* _DIRECTIONS_: If a line in the data contains "their", copy it out.

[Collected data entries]
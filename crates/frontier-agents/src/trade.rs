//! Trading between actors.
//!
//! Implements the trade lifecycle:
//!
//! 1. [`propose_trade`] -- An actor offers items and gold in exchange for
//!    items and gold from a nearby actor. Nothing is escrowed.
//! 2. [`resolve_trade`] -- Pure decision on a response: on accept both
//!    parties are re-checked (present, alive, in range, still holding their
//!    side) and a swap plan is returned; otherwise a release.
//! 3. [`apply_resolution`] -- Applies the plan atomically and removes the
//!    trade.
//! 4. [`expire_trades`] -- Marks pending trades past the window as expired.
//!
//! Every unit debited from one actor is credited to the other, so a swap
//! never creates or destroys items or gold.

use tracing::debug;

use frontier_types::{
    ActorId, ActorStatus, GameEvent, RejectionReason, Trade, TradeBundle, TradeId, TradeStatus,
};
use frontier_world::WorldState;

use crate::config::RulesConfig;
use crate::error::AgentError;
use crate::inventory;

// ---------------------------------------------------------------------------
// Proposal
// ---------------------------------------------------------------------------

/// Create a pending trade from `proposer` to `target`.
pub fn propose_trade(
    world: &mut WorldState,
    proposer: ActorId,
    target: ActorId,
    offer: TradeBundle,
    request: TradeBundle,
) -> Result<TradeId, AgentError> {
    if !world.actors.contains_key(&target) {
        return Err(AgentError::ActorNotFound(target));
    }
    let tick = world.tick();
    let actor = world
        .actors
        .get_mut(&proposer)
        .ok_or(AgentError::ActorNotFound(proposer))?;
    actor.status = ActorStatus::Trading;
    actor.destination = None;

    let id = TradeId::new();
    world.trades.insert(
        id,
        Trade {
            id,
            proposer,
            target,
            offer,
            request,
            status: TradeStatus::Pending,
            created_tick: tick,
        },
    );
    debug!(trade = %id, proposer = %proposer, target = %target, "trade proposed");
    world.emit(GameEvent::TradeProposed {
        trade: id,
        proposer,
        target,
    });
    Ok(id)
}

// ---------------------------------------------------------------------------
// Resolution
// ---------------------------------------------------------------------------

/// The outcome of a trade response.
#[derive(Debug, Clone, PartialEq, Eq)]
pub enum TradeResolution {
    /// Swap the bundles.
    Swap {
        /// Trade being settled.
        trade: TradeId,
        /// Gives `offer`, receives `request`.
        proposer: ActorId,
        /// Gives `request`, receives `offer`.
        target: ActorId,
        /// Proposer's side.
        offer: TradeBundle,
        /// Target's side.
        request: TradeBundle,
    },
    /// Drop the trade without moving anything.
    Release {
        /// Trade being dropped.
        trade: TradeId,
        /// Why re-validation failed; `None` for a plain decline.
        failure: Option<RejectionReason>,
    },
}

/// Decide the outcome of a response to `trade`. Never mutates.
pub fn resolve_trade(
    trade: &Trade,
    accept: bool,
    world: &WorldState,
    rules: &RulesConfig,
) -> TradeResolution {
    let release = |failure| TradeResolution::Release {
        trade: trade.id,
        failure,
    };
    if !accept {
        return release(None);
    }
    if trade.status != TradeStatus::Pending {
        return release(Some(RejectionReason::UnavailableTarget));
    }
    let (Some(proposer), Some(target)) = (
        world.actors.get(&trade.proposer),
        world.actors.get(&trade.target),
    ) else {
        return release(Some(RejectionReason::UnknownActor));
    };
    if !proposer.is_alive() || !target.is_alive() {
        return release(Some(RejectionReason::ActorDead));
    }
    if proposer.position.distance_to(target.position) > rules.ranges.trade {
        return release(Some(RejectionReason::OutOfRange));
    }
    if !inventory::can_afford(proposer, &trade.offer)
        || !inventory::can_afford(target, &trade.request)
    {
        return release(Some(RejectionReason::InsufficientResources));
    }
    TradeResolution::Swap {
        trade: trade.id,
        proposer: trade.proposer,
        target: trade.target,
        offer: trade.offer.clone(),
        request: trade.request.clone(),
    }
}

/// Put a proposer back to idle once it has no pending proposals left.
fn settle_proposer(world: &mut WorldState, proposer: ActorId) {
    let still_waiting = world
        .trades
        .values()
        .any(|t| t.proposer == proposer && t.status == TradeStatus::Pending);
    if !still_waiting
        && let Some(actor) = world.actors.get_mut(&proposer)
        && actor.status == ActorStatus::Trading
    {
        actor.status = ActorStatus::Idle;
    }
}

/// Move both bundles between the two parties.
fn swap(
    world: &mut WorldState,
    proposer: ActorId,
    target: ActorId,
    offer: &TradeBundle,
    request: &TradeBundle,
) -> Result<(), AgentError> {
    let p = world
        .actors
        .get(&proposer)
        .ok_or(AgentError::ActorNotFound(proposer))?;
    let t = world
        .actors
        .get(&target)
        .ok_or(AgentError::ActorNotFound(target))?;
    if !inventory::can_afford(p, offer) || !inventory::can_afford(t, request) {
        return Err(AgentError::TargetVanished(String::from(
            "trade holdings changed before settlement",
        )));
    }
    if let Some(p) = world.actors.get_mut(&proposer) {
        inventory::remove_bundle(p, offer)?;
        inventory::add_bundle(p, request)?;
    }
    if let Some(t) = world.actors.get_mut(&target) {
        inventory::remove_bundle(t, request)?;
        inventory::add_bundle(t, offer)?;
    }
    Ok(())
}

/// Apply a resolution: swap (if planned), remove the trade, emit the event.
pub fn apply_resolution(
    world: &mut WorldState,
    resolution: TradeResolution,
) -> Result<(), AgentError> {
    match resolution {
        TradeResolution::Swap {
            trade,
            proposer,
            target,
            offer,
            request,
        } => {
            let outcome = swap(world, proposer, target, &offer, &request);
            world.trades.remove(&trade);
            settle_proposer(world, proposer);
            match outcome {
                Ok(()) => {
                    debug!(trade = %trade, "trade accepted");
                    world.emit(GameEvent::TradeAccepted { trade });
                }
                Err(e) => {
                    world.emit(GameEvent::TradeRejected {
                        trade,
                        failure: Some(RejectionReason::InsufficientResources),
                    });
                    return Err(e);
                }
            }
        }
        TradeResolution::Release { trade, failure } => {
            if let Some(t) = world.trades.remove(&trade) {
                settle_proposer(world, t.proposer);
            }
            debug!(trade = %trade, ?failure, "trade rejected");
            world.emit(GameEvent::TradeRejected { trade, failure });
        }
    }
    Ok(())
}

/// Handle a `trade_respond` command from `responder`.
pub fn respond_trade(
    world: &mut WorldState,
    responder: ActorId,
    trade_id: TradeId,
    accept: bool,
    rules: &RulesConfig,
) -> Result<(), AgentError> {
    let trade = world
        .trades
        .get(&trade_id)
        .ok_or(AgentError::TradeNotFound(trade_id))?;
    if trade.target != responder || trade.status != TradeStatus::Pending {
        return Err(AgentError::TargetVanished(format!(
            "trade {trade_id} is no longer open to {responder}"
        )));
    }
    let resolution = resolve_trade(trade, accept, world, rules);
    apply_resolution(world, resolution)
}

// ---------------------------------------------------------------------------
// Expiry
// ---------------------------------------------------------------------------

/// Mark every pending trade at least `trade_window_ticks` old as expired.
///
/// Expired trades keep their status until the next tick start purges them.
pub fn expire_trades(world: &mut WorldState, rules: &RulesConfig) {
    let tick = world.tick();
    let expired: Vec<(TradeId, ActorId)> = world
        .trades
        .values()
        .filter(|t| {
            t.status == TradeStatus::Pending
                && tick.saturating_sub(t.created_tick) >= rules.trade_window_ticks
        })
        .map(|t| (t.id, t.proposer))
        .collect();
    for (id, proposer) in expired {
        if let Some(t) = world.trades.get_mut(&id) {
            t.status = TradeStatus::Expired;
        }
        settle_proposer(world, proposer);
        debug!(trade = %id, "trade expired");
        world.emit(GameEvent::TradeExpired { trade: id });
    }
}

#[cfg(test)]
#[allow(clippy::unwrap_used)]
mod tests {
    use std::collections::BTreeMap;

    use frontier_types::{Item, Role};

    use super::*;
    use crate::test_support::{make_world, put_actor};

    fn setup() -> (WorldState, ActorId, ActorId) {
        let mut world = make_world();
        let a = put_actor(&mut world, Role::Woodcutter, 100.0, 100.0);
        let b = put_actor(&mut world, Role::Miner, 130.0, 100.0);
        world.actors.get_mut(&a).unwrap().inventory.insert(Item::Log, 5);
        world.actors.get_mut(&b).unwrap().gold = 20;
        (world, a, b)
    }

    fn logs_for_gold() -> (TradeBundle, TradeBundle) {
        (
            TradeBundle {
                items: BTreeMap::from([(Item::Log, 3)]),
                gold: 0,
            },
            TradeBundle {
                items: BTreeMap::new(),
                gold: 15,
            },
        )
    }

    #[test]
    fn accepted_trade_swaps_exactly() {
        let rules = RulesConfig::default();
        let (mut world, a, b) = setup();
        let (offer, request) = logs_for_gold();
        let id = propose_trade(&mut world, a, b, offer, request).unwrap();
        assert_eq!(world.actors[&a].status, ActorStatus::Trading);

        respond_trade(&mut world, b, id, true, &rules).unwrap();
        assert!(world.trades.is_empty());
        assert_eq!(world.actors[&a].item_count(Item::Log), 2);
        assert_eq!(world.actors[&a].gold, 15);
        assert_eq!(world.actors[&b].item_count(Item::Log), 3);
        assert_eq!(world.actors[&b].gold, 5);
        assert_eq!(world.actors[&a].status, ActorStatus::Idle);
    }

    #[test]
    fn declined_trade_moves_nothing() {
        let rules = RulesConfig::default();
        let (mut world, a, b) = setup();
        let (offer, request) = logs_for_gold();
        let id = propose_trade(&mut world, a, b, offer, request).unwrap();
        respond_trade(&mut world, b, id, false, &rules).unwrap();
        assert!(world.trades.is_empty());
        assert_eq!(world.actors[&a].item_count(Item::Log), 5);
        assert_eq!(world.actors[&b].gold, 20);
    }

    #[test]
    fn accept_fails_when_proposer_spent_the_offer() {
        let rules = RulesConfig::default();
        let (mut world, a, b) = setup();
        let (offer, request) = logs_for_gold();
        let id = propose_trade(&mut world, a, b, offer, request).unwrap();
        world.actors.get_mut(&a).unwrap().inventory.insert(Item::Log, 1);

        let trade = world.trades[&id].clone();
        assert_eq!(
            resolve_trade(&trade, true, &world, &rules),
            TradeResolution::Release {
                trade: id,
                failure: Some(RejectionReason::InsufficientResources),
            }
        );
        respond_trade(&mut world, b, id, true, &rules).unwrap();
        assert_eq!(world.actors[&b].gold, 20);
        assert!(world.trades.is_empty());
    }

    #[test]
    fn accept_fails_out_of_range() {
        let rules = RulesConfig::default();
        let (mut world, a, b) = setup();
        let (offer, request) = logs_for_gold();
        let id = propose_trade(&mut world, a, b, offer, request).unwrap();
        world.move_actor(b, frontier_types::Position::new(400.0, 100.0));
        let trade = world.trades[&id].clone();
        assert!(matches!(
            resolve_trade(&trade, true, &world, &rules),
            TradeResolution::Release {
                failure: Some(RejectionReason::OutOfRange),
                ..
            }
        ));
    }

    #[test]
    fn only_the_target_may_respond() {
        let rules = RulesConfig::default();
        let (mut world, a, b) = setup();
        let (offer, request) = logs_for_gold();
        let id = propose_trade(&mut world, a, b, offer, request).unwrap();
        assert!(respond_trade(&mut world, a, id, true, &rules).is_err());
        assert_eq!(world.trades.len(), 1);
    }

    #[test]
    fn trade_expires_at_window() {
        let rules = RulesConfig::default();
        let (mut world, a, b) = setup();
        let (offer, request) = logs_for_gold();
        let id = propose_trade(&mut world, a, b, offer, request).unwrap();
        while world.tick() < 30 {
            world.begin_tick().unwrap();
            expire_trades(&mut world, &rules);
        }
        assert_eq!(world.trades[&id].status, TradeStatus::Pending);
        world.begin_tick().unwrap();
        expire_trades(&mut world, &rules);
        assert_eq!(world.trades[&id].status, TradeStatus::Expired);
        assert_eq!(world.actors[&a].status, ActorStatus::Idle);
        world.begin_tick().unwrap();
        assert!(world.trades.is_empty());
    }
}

* _RESULT OF THIS EXERCISE_:
//!    parties are re-checked (present, alive, in range, still holding their
/// Expired trades keep their status until the next tick start purges them.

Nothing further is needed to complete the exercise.